EXERCISE BRIEF — Give every line from the entries that contains "Default".

Stored data
• • •

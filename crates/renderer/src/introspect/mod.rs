//! Runtime reflection over a linked program's active resources.
//!
//! Each interface is queried the first time something asks for it and then
//! kept for the introspector's lifetime. Subroutine-uniform interfaces are
//! per stage and most programs never touch them, so each stage is loaded
//! separately. There is no partial invalidation: a relinked program gets a
//! new introspector.
mod resource;
mod types;

use std::collections::{BTreeMap, HashMap};

use serde::Serialize;
use shadersrc::ShaderStage;
use tracing::{trace, warn};

use crate::api::{GraphicsApi, Interface, ProgramId};
use crate::uniforms::IntoUniform;

use resource::{
    decoders, Decoder, BLOCK_DECODERS, IO_DECODERS, SUBROUTINE_UNIFORM_DECODERS, UNIFORM_DECODERS,
};
pub use resource::{Resource, UniformBlock};
pub use types::{GlslType, TypeShape};

const SLOT_COUNT: usize = 4 + ShaderStage::ALL.len();

/// Position of an interface in the introspector's cache.
#[derive(Debug, Clone, Copy, PartialEq, Eq)]
enum InterfaceSlot {
    Uniform,
    UniformBlock,
    ProgramInput,
    ProgramOutput,
    SubroutineUniform(ShaderStage),
}

impl InterfaceSlot {
    fn of(interface: Interface) -> Option<Self> {
        match interface {
            Interface::Uniform => Some(Self::Uniform),
            Interface::UniformBlock => Some(Self::UniformBlock),
            Interface::ProgramInput => Some(Self::ProgramInput),
            Interface::ProgramOutput => Some(Self::ProgramOutput),
            Interface::SubroutineUniform(stage) => Some(Self::SubroutineUniform(stage)),
            Interface::Subroutine(_) => None,
        }
    }

    fn index(self) -> usize {
        match self {
            Self::Uniform => 0,
            Self::UniformBlock => 1,
            Self::ProgramInput => 2,
            Self::ProgramOutput => 3,
            Self::SubroutineUniform(stage) => 4 + stage.index(),
        }
    }

    fn interface(self) -> Interface {
        match self {
            Self::Uniform => Interface::Uniform,
            Self::UniformBlock => Interface::UniformBlock,
            Self::ProgramInput => Interface::ProgramInput,
            Self::ProgramOutput => Interface::ProgramOutput,
            Self::SubroutineUniform(stage) => Interface::SubroutineUniform(stage),
        }
    }
}

/// The resources of one interface with a name index.
#[derive(Debug, Clone, Default)]
pub struct InterfaceResources {
    resources: Vec<Resource>,
    by_name: HashMap<String, usize>,
}

impl InterfaceResources {
    fn from_resources(interface: Interface, resources: Vec<Resource>) -> Self {
        let mut by_name = HashMap::with_capacity(resources.len());
        for (position, resource) in resources.iter().enumerate() {
            if by_name.contains_key(&resource.name) {
                warn!(
                    interface = %interface,
                    name = %resource.name,
                    "duplicate resource name reported; keeping the first"
                );
                continue;
            }
            by_name.insert(resource.name.clone(), position);
        }
        Self { resources, by_name }
    }

    pub fn get(&self, name: &str) -> Option<&Resource> {
        self.by_name.get(name).map(|&position| &self.resources[position])
    }

    pub fn resources(&self) -> &[Resource] {
        &self.resources
    }
}

/// Lazily built reflection of one program. Stores only the program id; the
/// owning [`Program`](crate::program::Program) drops it with itself.
#[derive(Debug)]
pub struct ProgramIntrospector {
    program: ProgramId,
    interfaces: [Option<InterfaceResources>; SLOT_COUNT],
}

impl ProgramIntrospector {
    pub fn new(program: ProgramId) -> Self {
        Self {
            program,
            interfaces: Default::default(),
        }
    }

    pub fn program(&self) -> ProgramId {
        self.program
    }

    pub fn is_loaded(&self, interface: Interface) -> bool {
        InterfaceSlot::of(interface)
            .map(|slot| self.interfaces[slot.index()].is_some())
            .unwrap_or(false)
    }

    fn ensure<A: GraphicsApi + ?Sized>(&mut self, api: &A, slot: InterfaceSlot) -> &InterfaceResources {
        let program = self.program;
        self.interfaces[slot.index()].get_or_insert_with(|| load_interface(api, program, slot))
    }

    /// Every active resource of `interface`. The subroutine (function) list is
    /// not cached separately and comes back empty here.
    pub fn resources<A: GraphicsApi + ?Sized>(&mut self, api: &A, interface: Interface) -> &[Resource] {
        match InterfaceSlot::of(interface) {
            Some(slot) => self.ensure(api, slot).resources(),
            None => &[],
        }
    }

    pub fn subroutine_uniforms<A: GraphicsApi + ?Sized>(
        &mut self,
        api: &A,
        stage: ShaderStage,
    ) -> &[Resource] {
        self.ensure(api, InterfaceSlot::SubroutineUniform(stage))
            .resources()
    }

    /// Exact-name lookup. A miss is logged once per call at warn level.
    pub fn find<A: GraphicsApi + ?Sized>(
        &mut self,
        api: &A,
        interface: Interface,
        name: &str,
    ) -> Option<&Resource> {
        let program = self.program;
        let found = self.get(api, interface, name);
        if found.is_none() {
            warn!(%program, %interface, name, "resource not found");
        }
        found
    }

    /// Like [`find`](Self::find) without the warning; absent uniforms are
    /// normal for the render loop.
    pub fn get<A: GraphicsApi + ?Sized>(
        &mut self,
        api: &A,
        interface: Interface,
        name: &str,
    ) -> Option<&Resource> {
        let slot = InterfaceSlot::of(interface)?;
        self.ensure(api, slot).get(name)
    }

    pub fn uniform_block<A: GraphicsApi + ?Sized>(
        &mut self,
        api: &A,
        name: &str,
    ) -> Option<UniformBlock<'_>> {
        self.find(api, Interface::UniformBlock, name)
            .map(UniformBlock::new)
    }

    /// Sets uniform `name` to `value` through its reflected location.
    /// Returns false, silently, when the program has no such uniform.
    pub fn assign<A: GraphicsApi + ?Sized, V: IntoUniform>(
        &mut self,
        api: &mut A,
        name: &str,
        value: V,
    ) -> bool {
        let program = self.program;
        let Some(resource) = self.get(&*api, Interface::Uniform, name) else {
            return false;
        };
        if resource.location < 0 {
            trace!(%program, name, "uniform has no location; skipping");
            return false;
        }
        let location = resource.location;
        let value = value.into_uniform();
        #[cfg(debug_assertions)]
        warn_on_shape_mismatch(program, resource, &value);
        api.set_uniform(program, location, &value);
        true
    }

    /// Loads every interface and gathers them into a serialisable report.
    pub fn summary<A: GraphicsApi + ?Sized>(&mut self, api: &A) -> IntrospectionReport {
        let mut report = IntrospectionReport {
            program: self.program.0,
            uniforms: self.resources(api, Interface::Uniform).to_vec(),
            uniform_blocks: self.resources(api, Interface::UniformBlock).to_vec(),
            inputs: self.resources(api, Interface::ProgramInput).to_vec(),
            outputs: self.resources(api, Interface::ProgramOutput).to_vec(),
            subroutine_uniforms: BTreeMap::new(),
        };
        for stage in ShaderStage::ALL {
            let uniforms = self.subroutine_uniforms(api, stage);
            if !uniforms.is_empty() {
                report
                    .subroutine_uniforms
                    .insert(stage.as_str().to_string(), uniforms.to_vec());
            }
        }
        report
    }
}

#[derive(Debug, Clone, Serialize)]
pub struct IntrospectionReport {
    pub program: u32,
    pub uniforms: Vec<Resource>,
    pub uniform_blocks: Vec<Resource>,
    pub inputs: Vec<Resource>,
    pub outputs: Vec<Resource>,
    #[serde(skip_serializing_if = "BTreeMap::is_empty")]
    pub subroutine_uniforms: BTreeMap<String, Vec<Resource>>,
}

fn query_resources<A: GraphicsApi + ?Sized>(
    api: &A,
    program: ProgramId,
    interface: Interface,
    indices: impl IntoIterator<Item = u32>,
    table: &[&'static Decoder],
) -> Vec<Resource> {
    let properties: Vec<_> = table.iter().map(|decoder| decoder.property).collect();
    let mut values = vec![-1; properties.len()];
    indices
        .into_iter()
        .map(|index| {
            let mut resource = Resource::new(index, api.resource_name(program, interface, index));
            values.fill(-1);
            api.resource_properties(program, interface, index, &properties, &mut values);
            for (decoder, value) in table.iter().zip(&values) {
                (decoder.apply)(&mut resource, decoder.property, *value);
            }
            resource
        })
        .collect()
}

fn load_interface<A: GraphicsApi + ?Sized>(
    api: &A,
    program: ProgramId,
    slot: InterfaceSlot,
) -> InterfaceResources {
    let interface = slot.interface();
    let count = api.active_resources(program, interface);
    let resources = match slot {
        InterfaceSlot::Uniform => query_resources(
            api,
            program,
            interface,
            0..count,
            &decoders(&UNIFORM_DECODERS, true),
        ),
        InterfaceSlot::UniformBlock => {
            let member_table = decoders(&UNIFORM_DECODERS, true);
            let mut blocks = query_resources(
                api,
                program,
                interface,
                0..count,
                &decoders(&BLOCK_DECODERS, true),
            );
            for block in &mut blocks {
                let members = api.resource_active_variables(program, interface, block.index);
                block.members =
                    query_resources(api, program, Interface::Uniform, members, &member_table);
            }
            blocks
        }
        InterfaceSlot::ProgramInput | InterfaceSlot::ProgramOutput => query_resources(
            api,
            program,
            interface,
            0..count,
            &decoders(&IO_DECODERS, true),
        ),
        InterfaceSlot::SubroutineUniform(stage) => {
            let names: Vec<String> = (0..api.active_resources(program, Interface::Subroutine(stage)))
                .map(|index| api.resource_name(program, Interface::Subroutine(stage), index))
                .collect();
            let mut uniforms = query_resources(
                api,
                program,
                interface,
                0..count,
                &decoders(&SUBROUTINE_UNIFORM_DECODERS, false),
            );
            for uniform in &mut uniforms {
                uniform.referenced_by = stage.bit();
                uniform.compatible_subroutines = api
                    .resource_active_variables(program, interface, uniform.index)
                    .into_iter()
                    .filter_map(|index| names.get(index as usize).cloned())
                    .collect();
            }
            uniforms
        }
    };
    trace!(%program, %interface, count = resources.len(), "introspected interface");
    InterfaceResources::from_resources(interface, resources)
}

#[cfg(debug_assertions)]
fn warn_on_shape_mismatch(
    program: ProgramId,
    resource: &Resource,
    value: &crate::uniforms::UniformValue,
) {
    use crate::uniforms::ScalarKind;

    let Some(declared) = resource.ty.shape() else {
        return;
    };
    let (columns, rows) = value.shape.dimensions();
    let kind_matches = declared.kind == value.kind()
        || (declared.kind == ScalarKind::Bool && value.kind() != ScalarKind::Double);
    let too_many = resource.array_size > 0 && value.count() > resource.array_size as usize;
    if !kind_matches || declared.columns != columns || declared.rows != rows || too_many {
        warn!(
            %program,
            name = %resource.name,
            declared = resource.ty.glsl_name(),
            array_size = resource.array_size,
            given = %value.describe(),
            "uniform assigned a value of a different shape"
        );
    }
}

#[cfg(test)]
mod tests;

• • •

RESPONSE TO THIS EXERCISE —
#[derive(Debug, Clone, Default)]
            interfaces: Default::default(),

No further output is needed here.